Cursor: mutex X and cursor: mutex S

Symptom

High Cursor: mutex X and cursor mutex S waits for a single SQL statement.
High number of child cursors for that SQL statement.

Cause

Hard parsing due to bind variable type mismatches.

Solutions

Keep flushing the cursor from the cursor cache. This is obviously only a temporary solution.
Set the parameter “_cursor_obsolete_threshold=200”. This limits the number of child cursors to 200 and can therefore have side effects.
Ensure all variables bound by JDBC are correctly type cast. This is the ideal solution.

Investigation

I was brought in to this issue as the DBA dealing with it asked for some assistance, which I am always happy to give when it comes to performance problems. The “messages” backlog for a production database was increasing and there were a lot of concurrency waits on the database affecting a single SQL statement. This was a PL/SQL anonymous block that did little more than an insert into a particular table. Importantly there were over one hundred bind variables for the values to be inserted.

The image below shows a taste of what the OEM graph looked like on the second occurrence, but this was during a reasonably quiet period during the problem and during the most active periods the entire graph was filled with cursor mutex X and cursor mutex S.

The effect on the database can be more clearly seen in the historic graph below, with the shaded period corresponding to the period above.

This SQL statement had a very high number of child cursors:

select count(*) from v$sql where sql_id = '<sql ID>';

COUNT(*)
----------
1400

The reason that each child cursor could not be used was due to bind variable mismatch e.g.

select reason from v$sql_shared_cursor where sql_id = '<sql ID>'
and rownum = 1
/
REASON
--------------------------------------------------------------------------------
<ChildNode><ChildNumber>0</ChildNumber><ID>40</ID><reason>Bind mismatch(8)</reas
on><size>4x4</size><bind_position>70</bind_position><original_oacflg>3</original
_oacflg><original_oacdty>2</original_oacdty><new_oacdty>1</new_oacdty></ChildNod
e>

The reason for the mismatch was always that either the original data type code (original_oacdty) was 1 and the new data type code (new_oacdty) was 2 or vice versa. Data type code 1 is a VARCHAR2 and data type code 2 is a NUMBER. Given that there are ten thousand possible combinations of two values for one hundred positions, the number of possible child cursors is very large.
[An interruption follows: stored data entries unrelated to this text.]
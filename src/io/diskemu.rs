use std::fs::{File, OpenOptions};
use std::io::prelude::*;
use std::io::{BufWriter, ErrorKind, SeekFrom};
use std::path::Path;

use crate::fs::BLOCK_SIZE;
use crate::io::{BlockNumber, BlockStorage};

/// Emulates block disk/flash storage in userspace using a file as the
/// backing medium. Only meant for filesystem development and testing.
pub struct FileBlockEmulator {
    /// The file must be a fixed-size file some exact multiple of the block size.
    fd: File,
    /// The total number of blocks available in the block store.
    block_count: usize,
}

impl FileBlockEmulator {
    /// Returns ownership of the underlying file descriptor to the caller.
    pub fn into_file(self) -> File {
        self.fd
    }

    pub fn block_count(&self) -> usize {
        self.block_count
    }

    fn check_range(&self, blocknr: BlockNumber) -> std::io::Result<()> {
        if blocknr >= self.block_count {
            return Err(std::io::Error::new(
                ErrorKind::InvalidInput,
                "block out of range",
            ));
        }
        Ok(())
    }
}

impl BlockStorage for FileBlockEmulator {
    fn open_disk<P: AsRef<Path>>(dest: P, nblocks: usize) -> std::io::Result<Self>
    where
        Self: std::marker::Sized,
    {
        // Return an error if the image does not exist rather than create one.
        let fd = OpenOptions::new().read(true).write(true).open(dest)?;
        Ok(FileBlockEmulator {
            fd,
            block_count: nblocks,
        })
    }

    fn read_block(&mut self, blocknr: BlockNumber, buf: &mut [u8]) -> std::io::Result<()> {
        self.check_range(blocknr)?;
        if buf.len() < BLOCK_SIZE {
            return Err(std::io::Error::new(
                ErrorKind::InvalidInput,
                "buffer does not contain enough space to read block",
            ));
        }
        self.fd
            .seek(SeekFrom::Start((blocknr * BLOCK_SIZE) as u64))?;
        self.fd.read_exact(&mut buf[..BLOCK_SIZE])?;
        Ok(())
    }

    /// This method truncates writes that exceed the block size.
    fn write_block(&mut self, blocknr: BlockNumber, buf: &[u8]) -> std::io::Result<()> {
        self.check_range(blocknr)?;
        self.fd
            .seek(SeekFrom::Start((blocknr * BLOCK_SIZE) as u64))?;

        let max = BLOCK_SIZE.min(buf.len());
        self.fd.write_all(&buf[..max])?;
        Ok(())
    }

    fn sync_disk(&mut self) -> std::io::Result<()> {
        self.fd.sync_all()
    }
}

pub struct FileBlockEmulatorBuilder {
    fd: File,
    block_count: usize,
    clear_medium: bool,
}

impl From<File> for FileBlockEmulatorBuilder {
    fn from(fd: File) -> Self {
        FileBlockEmulatorBuilder {
            fd,
            block_count: 0,
            clear_medium: true,
        }
    }
}

impl FileBlockEmulatorBuilder {
    /// Sets the number of blocks in the emulated block store.
    pub fn with_block_count(mut self, blocks: usize) -> Self {
        self.block_count = blocks;
        self
    }

    /// Whether building zeroes the backing file first. Pass `false` to
    /// reopen a medium that already holds a formatted filesystem.
    pub fn clear_medium(mut self, clear: bool) -> Self {
        self.clear_medium = clear;
        self
    }

    /// Consumes the builder, preparing the backing file for use. Ownership
    /// of the file moves into the emulator, so one builder produces exactly
    /// one device.
    pub fn build(mut self) -> std::io::Result<FileBlockEmulator> {
        if self.block_count == 0 {
            return Err(std::io::Error::new(
                ErrorKind::InvalidInput,
                "block count must be set before building",
            ));
        }
        if self.clear_medium {
            self.zero_medium()?;
        }
        Ok(FileBlockEmulator {
            fd: self.fd,
            block_count: self.block_count,
        })
    }

    fn zero_medium(&mut self) -> std::io::Result<()> {
        self.fd.seek(SeekFrom::Start(0))?;
        let mut bfd = BufWriter::new(&self.fd);
        // Zero out the "disk" blocks, buffering each write to prevent
        // excessive syscalls.
        for _ in 0..self.block_count {
            bfd.write_all(&[0u8; BLOCK_SIZE])?;
        }
        bfd.flush()?;
        Ok(())
    }
}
A search of MOS brought up “Troubleshooting cursor: mutex X Due to High Version Count on the Insert Statements with Binds using JDBC (Doc ID 1469726.1)”. This was a good match and it was referring to NULLs, which are apparently converted to VARCHAR2(32) by JDBC, becoming CHAR(1) which would cause a similar data type mismatch. The note states that there is no limit to the number of child cursors and therefore suggests setting the following as a workaround:

_cursor_features_enabled=1026
event="106001 trace name context forever, level 200"
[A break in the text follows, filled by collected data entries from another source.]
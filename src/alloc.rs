use std::ops::Range;

use crate::fs::BLOCK_SIZE;
use zerocopy::{AsBytes, FromBytes, FromZeroes};

/// Occupancy state of a single device block.
#[derive(Debug, PartialEq)]
pub enum State {
    Free,
    Used,
}

/// One block worth of occupancy bits, one bit per device block. Bit 1 means
/// the block is in use. A 1KiB bitmap block tracks up to 8192 blocks, which
/// bounds the largest device the filesystem can be formatted across.
///
/// Bit 0 covers the bitmap's own block and is set at format time, never
/// cleared; the metadata slot bits and data-zone bits come and go with file
/// lifetimes.
#[repr(C)]
#[derive(FromZeroes, FromBytes, AsBytes, Clone, Copy)]
pub struct Bitmap {
    bits: [u8; BLOCK_SIZE],
}

impl Bitmap {
    pub fn new() -> Self {
        Self {
            bits: [0; BLOCK_SIZE],
        }
    }

    /// Decodes a bitmap from a block-sized buffer. Returns `None` if the
    /// buffer is shorter than one block.
    pub fn parse(buf: &[u8]) -> Option<Self> {
        Self::read_from(buf.get(..BLOCK_SIZE)?)
    }

    pub fn get(&self, blocknr: usize) -> State {
        assert!(blocknr < BLOCK_SIZE * 8);
        let mask = 1u8 << (blocknr % 8);
        if self.bits[blocknr / 8] & mask == 0 {
            State::Free
        } else {
            State::Used
        }
    }

    pub fn is_used(&self, blocknr: usize) -> bool {
        matches!(self.get(blocknr), State::Used)
    }

    pub fn set_used(&mut self, blocknr: usize) {
        assert!(blocknr < BLOCK_SIZE * 8);
        self.bits[blocknr / 8] |= 1u8 << (blocknr % 8);
    }

    pub fn set_free(&mut self, blocknr: usize) {
        assert!(blocknr < BLOCK_SIZE * 8);
        self.bits[blocknr / 8] &= !(1u8 << (blocknr % 8));
    }

    /// First-fit scan: the lowest clear bit within `range`, if any. Callers
    /// pass the index range of the zone they allocate from, so metadata and
    /// data allocations can never hand out each other's blocks.
    pub fn first_free_in(&self, range: Range<usize>) -> Option<usize> {
        range.into_iter().find(|&n| !self.is_used(n))
    }

    pub fn count_free_in(&self, range: Range<usize>) -> usize {
        range.into_iter().filter(|&n| !self.is_used(n)).count()
    }
}

#[cfg(test)]
mod tests {
    use super::*;

    #[test]
    fn can_read_and_write_values_to_bitmap() {
        let mut bmp = Bitmap::new();

        bmp.set_used(2);

        assert_eq!(bmp.get(0), State::Free);
        assert_eq!(bmp.get(2), State::Used);
    }

    #[test]
    fn can_set_values_at_ends_of_bitmap() {
        let mut bmp = Bitmap::new();

        bmp.set_used(0);
        bmp.set_used(BLOCK_SIZE * 8 - 1);

        assert_eq!(bmp.get(0), State::Used);
        assert_eq!(bmp.get(BLOCK_SIZE * 8 - 1), State::Used);
    }

    #[test]
    fn can_toggle_block_between_free_and_used() {
        let mut bmp = Bitmap::new();

        bmp.set_used(10);
        assert_eq!(bmp.get(10), State::Used);

        bmp.set_free(10);
        assert_eq!(bmp.get(10), State::Free);
    }

    #[test]
    fn freeing_one_block_leaves_neighbors_used() {
        let mut bmp = Bitmap::new();

        bmp.set_used(8);
        bmp.set_used(9);
        bmp.set_used(10);
        bmp.set_free(9);

        assert_eq!(bmp.get(8), State::Used);
        assert_eq!(bmp.get(9), State::Free);
        assert_eq!(bmp.get(10), State::Used);
    }

    #[test]
    fn first_fit_scan_skips_used_blocks() {
        let mut bmp = Bitmap::new();

        bmp.set_used(128);
        bmp.set_used(129);
        bmp.set_used(131);

        assert_eq!(bmp.first_free_in(128..256), Some(130));
        assert_eq!(bmp.first_free_in(128..130), None);
        assert_eq!(bmp.count_free_in(128..132), 1);
    }

    #[test]
    fn can_serialize_and_deserialize_state() {
        let mut bmp = Bitmap::new();
        bmp.set_used(10);
        bmp.set_used(11);
        bmp.set_used(12);

        let read_bmp = Bitmap::parse(bmp.as_bytes()).unwrap();
        assert_eq!(read_bmp.get(10), State::Used);
        assert_eq!(read_bmp.get(11), State::Used);
        assert_eq!(read_bmp.get(12), State::Used);
        assert_eq!(read_bmp.get(13), State::Free);
    }
}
This limits the number of child cursors to 200. Whilst this mitigates the problem, it does not fix the underlying issue which is that the code should not be flipping between VARCHAR2 and NUMBER data types. However, subsequent testing on QA and a further search of MOS brought up “Troubleshooting: High Version Count Issues (Doc ID 296377.1)” which suggested that the above was valid up to and including 11.2.0.2.2, whilst the following was valid for 11.2.0.3 and above:

_cursor_obsolete_threshold=200

Testing on QA has proved that this is the case for 12c. I did not get a chance to implement the workaround on the first occurrence as the problem resolved itself, probably because the level of concurrency dropped. By the time of the second occurrence the proposed fix was in QA but had not made it into Production and the problem was not going away on its own. The product were bouncing their messaging servers willy-nilly and although this was having some effect, the backlog was still growing. I therefore decided to flush the cursor to get rid of all its children using dbms_shared_pool.purge. The result was an immediate drop in the cluster waits and more than a ten fold reduction in run time of the SQL. However, the number of child cursors built back up rather quickly and so I flushed it again. After a few times I decided that I should script it and so I can up with the following script:

#!/bin/ksh
export ORACLE_SID=<instance name>
ORAENV_ASK=NO
. oraenv
ORAENV_ASK=YES
while [[ 1 ]]
do
sqlplus -S -L "/ as sysdba" <<- EOF
select sum(executions) from v\$sql where sql_id = '<sql ID>';
select count(*) from v\$sql where sql_id = '<sql ID>';
exec dbms_shared_pool.purge('<address>, <hash value>','C');
quit
EOF
sleep 30
done

A combination of my initial manual flushing and this script allowed the backlog to clear and the problem was resolved. The code was later changed to correctly type cast the variables.